Roma, anno 77 a.C.

Il crudele senatore Dolabella è accusato di corruzione; peccato che, armato di denaro e dei migliori avvocati, abbia comprato i giudici e soprattutto minacciato con la violenza chiunque tentasse di affrontarlo. Per questo nessuno, in tutta Roma, poteva immaginare che un giovane patrizio di appena ventitré anni scegliesse di portare avanti l'accusa, farsi portavoce del popolo di Roma, e sfidare il potere della casta.
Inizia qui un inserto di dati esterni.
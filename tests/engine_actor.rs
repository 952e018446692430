//! Tests for the engine task and its handle

use clipkeep::clipboard::{ContentPayload, MemoryClipboard};
use clipkeep::config::Config;
use clipkeep::engine::{spawn, EngineError};
use clipkeep::history::{Category, HistoryEntry, HistoryFilter, HistoryStore};
use clipkeep::persistence::{spawn_worker, MemoryStore};
use clipkeep::{Engine, EngineHandle, HistoryEvent};
use pretty_assertions::assert_eq;
use std::sync::Arc;
use std::time::Duration;
use tokio::task::LocalSet;
use tokio::time::timeout;

fn fast_config() -> Config {
    let mut config = Config::default();
    config.monitor.poll_interval_ms = 50;
    config.monitor.monitoring_interval_secs = 0.0;
    config
}

fn engine(clipboard: &MemoryClipboard, store: HistoryStore) -> Engine {
    let (_tx, watch) = fast_config().into_watch();
    Engine::new(Box::new(clipboard.clone()), store, watch).unwrap()
}

/// Wait until the history holds `count` entries
async fn wait_for(handle: &EngineHandle, count: usize) -> Vec<HistoryEntry> {
    timeout(Duration::from_secs(5), async {
        loop {
            let entries = handle.entries(None, None).await.unwrap();
            if entries.len() >= count {
                return entries;
            }
            tokio::time::sleep(Duration::from_millis(20)).await;
        }
    })
    .await
    .expect("history did not fill in time")
}

#[tokio::test]
async fn test_timer_captures_external_copies() {
    let local = LocalSet::new();
    local
        .run_until(async {
            let clipboard = MemoryClipboard::new();
            let store = HistoryStore::new(50, Default::default());
            let (handle, task) = spawn(engine(&clipboard, store));
            let mut events = handle.subscribe();

            clipboard.copy_external(ContentPayload::text("https://tokio.rs"));
            let entries = wait_for(&handle, 1).await;

            assert_eq!(entries[0].category(), Category::Url);
            assert_eq!(
                events.recv().await.unwrap(),
                HistoryEvent::Inserted(entries[0].id())
            );

            handle.shutdown().await.unwrap();
            let engine = task.await.unwrap();
            assert_eq!(engine.store().len(), 1);
            assert!(!handle.is_running());
        })
        .await;
}

#[tokio::test]
async fn test_handle_edits_and_queries() {
    let local = LocalSet::new();
    local
        .run_until(async {
            let clipboard = MemoryClipboard::new();
            let (handle, task) = spawn(engine(&clipboard, HistoryStore::new(50, Default::default())));

            clipboard.copy_external(ContentPayload::text("alpha"));
            handle.tick().await.unwrap();
            wait_for(&handle, 1).await;
            clipboard.copy_external(ContentPayload::text("beta"));
            handle.tick().await.unwrap();
            let entries = wait_for(&handle, 2).await;
            let (beta, alpha) = (entries[0].id(), entries[1].id());

            assert!(handle.set_pinned(alpha, true).await.unwrap());
            assert!(handle.set_title(beta, "second").await.unwrap());
            assert_eq!(
                handle.entries(Some(HistoryFilter::Pinned), None).await.unwrap()[0].id(),
                alpha
            );
            assert_eq!(handle.search("BET", None).await.unwrap().len(), 1);
            assert_eq!(handle.get(beta).await.unwrap().unwrap().title.as_deref(), Some("second"));
            assert_eq!(handle.entries(None, Some(1)).await.unwrap().len(), 1);

            let prefix = alpha.simple().to_string()[..8].to_string();
            assert_eq!(handle.resolve(prefix).await.unwrap(), vec![alpha]);

            assert!(handle
                .replace_content(beta, ContentPayload::text("edited"), None)
                .await
                .unwrap());
            let edited = handle.get(beta).await.unwrap().unwrap();
            assert_eq!(edited.payload, ContentPayload::text("edited"));

            assert_eq!(handle.delete(vec![beta]).await.unwrap(), 1);
            assert_eq!(handle.get(beta).await.unwrap(), None);

            handle.clear_all().await.unwrap();
            assert!(handle.entries(None, None).await.unwrap().is_empty());

            handle.shutdown().await.unwrap();
            task.await.unwrap();
        })
        .await;
}

#[tokio::test]
async fn test_selection_write_through_handle() {
    let local = LocalSet::new();
    local
        .run_until(async {
            let clipboard = MemoryClipboard::new();
            let (handle, task) = spawn(engine(&clipboard, HistoryStore::new(50, Default::default())));

            for text in ["one", "two"] {
                clipboard.copy_external(ContentPayload::text(text));
                handle.tick().await.unwrap();
            }
            let entries = wait_for(&handle, 2).await;
            for entry in &entries {
                assert!(handle.toggle_selection(entry.id()).await.unwrap());
            }
            assert_eq!(handle.selection().await.unwrap().len(), 2);

            let merged = handle.write_selected().await.unwrap().unwrap();
            assert_eq!(clipboard.content(), Some(ContentPayload::text("two\n\none")));
            assert!(handle.selection().await.unwrap().is_empty());

            // Give the timer a few rounds; the write must not come back as a capture
            tokio::time::sleep(Duration::from_millis(200)).await;
            let entries = handle.entries(None, None).await.unwrap();
            assert_eq!(entries.len(), 3);
            assert_eq!(entries[0].id(), merged);

            let missing = uuid::Uuid::new_v4();
            assert!(matches!(
                handle.write_single(missing).await,
                Err(EngineError::WriteBack(_))
            ));

            handle.shutdown().await.unwrap();
            task.await.unwrap();
        })
        .await;
}

#[tokio::test]
async fn test_flush_persists_through_worker() {
    let local = LocalSet::new();
    local
        .run_until(async {
            let bridge = Arc::new(MemoryStore::new());
            let (mirror, worker) = spawn_worker(bridge.clone());
            let clipboard = MemoryClipboard::new();
            let (handle, task) = spawn(engine(&clipboard, HistoryStore::new(50, mirror)));

            clipboard.copy_external(ContentPayload::text("durable"));
            handle.tick().await.unwrap();
            wait_for(&handle, 1).await;
            handle.flush().await.unwrap();
            assert_eq!(bridge.len().await, 1);

            handle.shutdown().await.unwrap();
            drop(task.await.unwrap());
            worker.await.unwrap();
        })
        .await;
}

#[tokio::test]
async fn test_commands_after_shutdown_fail() {
    let local = LocalSet::new();
    local
        .run_until(async {
            let clipboard = MemoryClipboard::new();
            let (handle, task) = spawn(engine(&clipboard, HistoryStore::new(50, Default::default())));

            handle.shutdown().await.unwrap();
            task.await.unwrap();

            assert!(matches!(handle.tick().await, Err(EngineError::Stopped)));
        })
        .await;
}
Il nome del giovane, sconosciuto avvocato sarebbe diventato il nome più famoso di tutta la storia antica: Gaio Giulio Cesare.
Comincia così la storia più incredibile, avventurosa e affascinante che l'antica Roma ci abbia regalato: la vita straordinaria di un uomo ancor più straordinario, che Santiago Posteguillo, con la incredibile capacità narrativa che ne ha fatto un maestro del romanzo storico, e con la sua vasta e accuratissima conoscenza del periodo, racconta nel minimo dettaglio, in pagine intime ed epiche al tempo stesso.
Una grande vita in un grande romanzo, primo di una nuova, monumentale serie, una lettura in cui perdersi - tra il fragore delle battaglie, i tradimenti, gli amori e le sfide incredibili dell'uomo la cui leggenda, venti secoli dopo, vive ancora più che mai.